:: WHAT TO DO ::
Filter the listing below down to the lines containing the word "scenes".

:: ENTRIES SHOWN ::
□ □ □ □ □ □ □

//! Sandbox configuration
//!
//! Uses RON (Rusty Object Notation) so the file stays hand-editable.

use std::fs;
use std::path::Path;

use serde::{Deserialize, Serialize};
use tracing::{info, warn};

use crate::rasterizer::Color;
use crate::scene::{ControlValue, Scene, SceneManager};

/// Error type for config loading and saving
#[derive(thiserror::Error, Debug)]
pub enum ConfigError {
    #[error("IO error: {0}")]
    Io(#[from] std::io::Error),

    #[error("Parse error: {0}")]
    Parse(#[from] ron::error::SpannedError),

    #[error("Serialize error: {0}")]
    Serialize(#[from] ron::Error),
}

/// Control values to apply to one scene at startup
#[derive(Debug, Clone, PartialEq, Serialize, Deserialize)]
pub struct ScenePreset {
    pub scene: String,
    pub values: Vec<(String, ControlValue)>,
}

impl ScenePreset {
    pub fn matches(&self, scene: &dyn Scene) -> bool {
        self.scene.eq_ignore_ascii_case(scene.name())
    }

    /// Apply every value to the matching scene. Returns how many were accepted.
    pub fn apply(&self, scenes: &mut SceneManager) -> usize {
        let Some(scene) = scenes.find_mut(&self.scene) else {
            warn!("Preset for unknown scene '{}'", self.scene);
            return 0;
        };
        self.apply_to(scene)
    }

    /// Write every value into `scene`, warning about each rejected one
    pub fn apply_to(&self, scene: &mut dyn Scene) -> usize {
        let mut applied = 0;
        for (name, value) in &self.values {
            if scene.set_control(name, *value) {
                applied += 1;
            } else {
                warn!("Preset '{}': rejected control '{}'", self.scene, name);
            }
        }
        applied
    }
}

/// Apply every preset naming `scene`. Returns how many values were accepted.
pub fn apply_presets(presets: &[ScenePreset], scene: &mut dyn Scene) -> usize {
    let mut applied = 0;
    for preset in presets {
        if preset.matches(scene) {
            applied += preset.apply_to(scene);
        }
    }
    applied
}

#[derive(Debug, Clone, PartialEq, Serialize, Deserialize)]
#[serde(default)]
pub struct AppConfig {
    pub window_width: u32,
    pub window_height: u32,
    pub title: String,
    /// Empty means the first registered scene
    pub initial_scene: String,
    pub clear_color: Color,
    /// Window pixels per framebuffer pixel
    pub pixel_scale: u32,
    pub presets: Vec<ScenePreset>,
}

impl Default for AppConfig {
    fn default() -> Self {
        Self {
            window_width: 800,
            window_height: 600,
            title: "Bonnie Sandbox".to_string(),
            initial_scene: String::new(),
            clear_color: Color::new(0.1, 0.1, 0.12),
            pixel_scale: 1,
            presets: Vec::new(),
        }
    }
}

impl AppConfig {
    /// `pixel_scale` with 0 treated as 1
    pub fn effective_pixel_scale(&self) -> u32 {
        self.pixel_scale.max(1)
    }
}

/// Load a config from a RON file. A missing file gives the defaults.
pub fn load_config<P: AsRef<Path>>(path: P) -> Result<AppConfig, ConfigError> {
    let path = path.as_ref();
    if !path.exists() {
        info!("No config at {}, using defaults", path.display());
        return Ok(AppConfig::default());
    }
    let contents = fs::read_to_string(path)?;
    load_config_from_str(&contents)
}

/// Load a config from a RON string
pub fn load_config_from_str(s: &str) -> Result<AppConfig, ConfigError> {
    Ok(ron::from_str(s)?)
}

/// Save a config to a RON file
pub fn save_config<P: AsRef<Path>>(config: &AppConfig, path: P) -> Result<(), ConfigError> {
    let pretty = ron::ser::PrettyConfig::new()
        .depth_limit(4)
        .indentor("  ".to_string());

    let contents = ron::ser::to_string_pretty(config, pretty)?;
    fs::write(path, contents)?;
    Ok(())
}

#[cfg(test)]
mod tests {
    use super::*;
    use crate::scene::SceneRegistry;

    #[test]
    fn test_missing_file_gives_defaults() {
        let dir = tempfile::tempdir().unwrap();
        let config = load_config(dir.path().join("nope.ron")).unwrap();
        assert_eq!(config, AppConfig::default());
    }

    #[test]
    fn test_save_then_load() {
        let dir = tempfile::tempdir().unwrap();
        let path = dir.path().join("sandbox.ron");

        let config = AppConfig {
            initial_scene: "Heart".to_string(),
            pixel_scale: 2,
            presets: vec![ScenePreset {
                scene: "Circle".to_string(),
                values: vec![
                    ("Radius".to_string(), ControlValue::Float(20.0)),
                    ("Color".to_string(), ControlValue::Color(Color::BLUE)),
                ],
            }],
            ..AppConfig::default()
        };
        save_config(&config, &path).unwrap();
        assert_eq!(load_config(&path).unwrap(), config);
    }

    #[test]
    fn test_partial_file_fills_defaults() {
        let config = load_config_from_str("(window_width: 1024, initial_scene: \"Sphere\")").unwrap();
        assert_eq!(config.window_width, 1024);
        assert_eq!(config.window_height, 600);
        assert_eq!(config.initial_scene, "Sphere");
    }

    #[test]
    fn test_malformed_file_is_parse_error() {
        let err = load_config_from_str("(window_width: \"wide\")").unwrap_err();
        assert!(matches!(err, ConfigError::Parse(_)));
        assert!(err.to_string().starts_with("Parse error"));
    }

    #[test]
    fn test_zero_pixel_scale_treated_as_one() {
        let config = AppConfig {
            pixel_scale: 0,
            ..AppConfig::default()
        };
        assert_eq!(config.effective_pixel_scale(), 1);
    }

    #[test]
    fn test_preset_applies_to_scene() {
        let mut scenes = SceneManager::from_registry(&SceneRegistry::builtin());
        let preset = ScenePreset {
            scene: "circle".to_string(),
            values: vec![
                ("Radius".to_string(), ControlValue::Float(12.0)),
                ("Radius".to_string(), ControlValue::Bool(true)),
                ("Bogus".to_string(), ControlValue::Float(1.0)),
            ],
        };
        assert_eq!(preset.apply(&mut scenes), 1);

        let idx = scenes.find("Circle").unwrap();
        let radius = scenes
            .get(idx)
            .unwrap()
            .describe_controls()
            .into_iter()
            .find(|c| c.name == "Radius")
            .map(|c| c.value);
        assert_eq!(radius, Some(ControlValue::Float(12.0)));

        let unknown = ScenePreset {
            scene: "Nowhere".to_string(),
            values: vec![("Radius".to_string(), ControlValue::Float(1.0))],
        };
        assert_eq!(unknown.apply(&mut scenes), 0);
    }

    #[test]
    fn test_apply_presets_to_single_scene() {
        let mut scene = SceneRegistry::builtin().create("Circle").unwrap();
        let presets = vec![
            ScenePreset {
                scene: "CIRCLE".to_string(),
                values: vec![
                    ("Radius".to_string(), ControlValue::Float(9.0)),
                    ("Radius".to_string(), ControlValue::Vec3(crate::rasterizer::Vec3::ZERO)),
                ],
            },
            ScenePreset {
                scene: "Heart".to_string(),
                values: vec![("Radius".to_string(), ControlValue::Float(1.0))],
            },
        ];
        assert_eq!(apply_presets(&presets, scene.as_mut()), 1);
        let radius = scene
            .describe_controls()
            .into_iter()
            .find(|c| c.name == "Radius")
            .map(|c| c.value);
        assert_eq!(radius, Some(ControlValue::Float(9.0)));
    }
}
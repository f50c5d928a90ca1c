//! Lambert-lit sphere with a light orbiting in front of it

use super::{set_color, set_float, Control, ControlValue, Scene};
use crate::input::FrameContext;
use crate::rasterizer::{draw_lit_sphere, Color, Framebuffer, SphereShading, Vec2, Vec3};

/// Sphere radius as a fraction of the shorter framebuffer side
const RADIUS_SCALE: f32 = 0.3;

pub struct SphereScene {
    time: f32,
    pub sphere_color: Color,
    pub light_color: Color,
    pub ambient_color: Color,
    pub diffuse_color: Color,
    pub ambient_intensity: f32,
    pub diffuse_intensity: f32,
    /// Orbit radius as a fraction of the shorter framebuffer side
    pub light_orbit_scale: f32,
    /// Light height in front of the screen, in sphere radii
    pub light_height_scale: f32,
    /// Radians per second
    pub light_speed: f32,
}

impl SphereScene {
    pub fn new() -> Self {
        Self {
            time: 0.0,
            sphere_color: Color::WHITE,
            light_color: Color::new(1.0, 0.9, 0.6),
            ambient_color: Color::WHITE,
            diffuse_color: Color::WHITE,
            ambient_intensity: 0.15,
            diffuse_intensity: 0.9,
            light_orbit_scale: 0.32,
            light_height_scale: 1.2,
            light_speed: 0.6,
        }
    }

    /// Shading inputs for a `width x height` target at the current time
    pub fn shading(&self, width: usize, height: usize) -> SphereShading {
        let min_side = width.min(height) as f32;
        let center = Vec2::new(width as f32 * 0.5, height as f32 * 0.5);
        let radius = RADIUS_SCALE * min_side;
        let angle = self.time * self.light_speed;
        let orbit = self.light_orbit_scale * min_side;

        SphereShading {
            center,
            radius,
            light_pos: Vec3::new(
                center.x + angle.cos() * orbit,
                center.y + angle.sin() * orbit,
                self.light_height_scale * radius,
            ),
            base_color: self.sphere_color,
            ambient_color: self.ambient_color,
            ambient_intensity: self.ambient_intensity,
            diffuse_color: self.diffuse_color * self.light_color,
            diffuse_intensity: self.diffuse_intensity,
        }
    }
}

impl Default for SphereScene {
    fn default() -> Self {
        Self::new()
    }
}

impl Scene for SphereScene {
    fn name(&self) -> &'static str {
        "Sphere"
    }

    fn reset(&mut self) {
        self.time = 0.0;
    }

    fn update(&mut self, ctx: &FrameContext) {
        self.time += ctx.dt;
    }

    fn render(&mut self, fb: &mut Framebuffer) {
        if fb.is_empty() {
            return;
        }
        let shading = self.shading(fb.width(), fb.height());
        draw_lit_sphere(fb, &shading);
    }

    fn describe_controls(&self) -> Vec<Control> {
        vec![
            Control::color("Sphere Color", self.sphere_color),
            Control::color("Light Color", self.light_color),
            Control::color("Ambient Color", self.ambient_color),
            Control::color("Diffuse Color", self.diffuse_color),
            Control::float("Ambient Intensity", self.ambient_intensity, 0.0, 1.0),
            Control::float("Diffuse Intensity", self.diffuse_intensity, 0.0, 2.0),
            Control::float("Light Orbit", self.light_orbit_scale, 0.0, 1.0),
            Control::float("Light Height", self.light_height_scale, 0.0, 4.0),
            Control::float("Light Speed", self.light_speed, -4.0, 4.0),
        ]
    }

    fn set_control(&mut self, name: &str, value: ControlValue) -> bool {
        match name {
            "Sphere Color" => set_color(&mut self.sphere_color, value),
            "Light Color" => set_color(&mut self.light_color, value),
            "Ambient Color" => set_color(&mut self.ambient_color, value),
            "Diffuse Color" => set_color(&mut self.diffuse_color, value),
            "Ambient Intensity" => set_float(&mut self.ambient_intensity, value),
            "Diffuse Intensity" => set_float(&mut self.diffuse_intensity, value),
            "Light Orbit" => set_float(&mut self.light_orbit_scale, value),
            "Light Height" => set_float(&mut self.light_height_scale, value),
            "Light Speed" => set_float(&mut self.light_speed, value),
            _ => false,
        }
    }
}

#[cfg(test)]
mod tests {
    use super::*;
    use crate::input::InputState;

    #[test]
    fn test_light_orbits_center() {
        let input = InputState::new();
        let mut scene = SphereScene::new();
        let s0 = scene.shading(200, 100);
        assert_eq!(s0.center, Vec2::new(100.0, 50.0));
        assert!((s0.radius - 30.0).abs() < 1e-4);
        assert!((s0.light_pos.x - 132.0).abs() < 1e-3);
        assert!((s0.light_pos.z - 36.0).abs() < 1e-3);

        scene.update(&FrameContext::new(1.0, &input, false));
        let s1 = scene.shading(200, 100);
        let d0 = Vec2::new(s0.light_pos.x, s0.light_pos.y) - s0.center;
        let d1 = Vec2::new(s1.light_pos.x, s1.light_pos.y) - s1.center;
        assert!((d0.length() - d1.length()).abs() < 1e-3);
        assert_ne!(d0, d1);
    }

    #[test]
    fn test_lit_side_is_brighter() {
        let mut scene = SphereScene::new();
        let mut fb = Framebuffer::new(200, 200);
        scene.render(&mut fb);
        // Light starts on the +X side
        let lit = fb.pixel(150, 100).unwrap();
        let dark = fb.pixel(50, 100).unwrap();
        assert!(lit.r > dark.r);
        // Outside the sphere stays untouched
        assert_eq!(fb.pixel(2, 2).map(|p| p.r), Some(0));
    }
}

□ □ □ □ □ □ □

:: YOUR SOLUTION ::
    pub fn apply(&self, scenes: &mut SceneManager) -> usize {
        let Some(scene) = scenes.find_mut(&self.scene) else {
        let mut scenes = SceneManager::from_registry(&SceneRegistry::builtin());
        assert_eq!(preset.apply(&mut scenes), 1);
        let idx = scenes.find("Circle").unwrap();
        let radius = scenes
        assert_eq!(unknown.apply(&mut scenes), 0);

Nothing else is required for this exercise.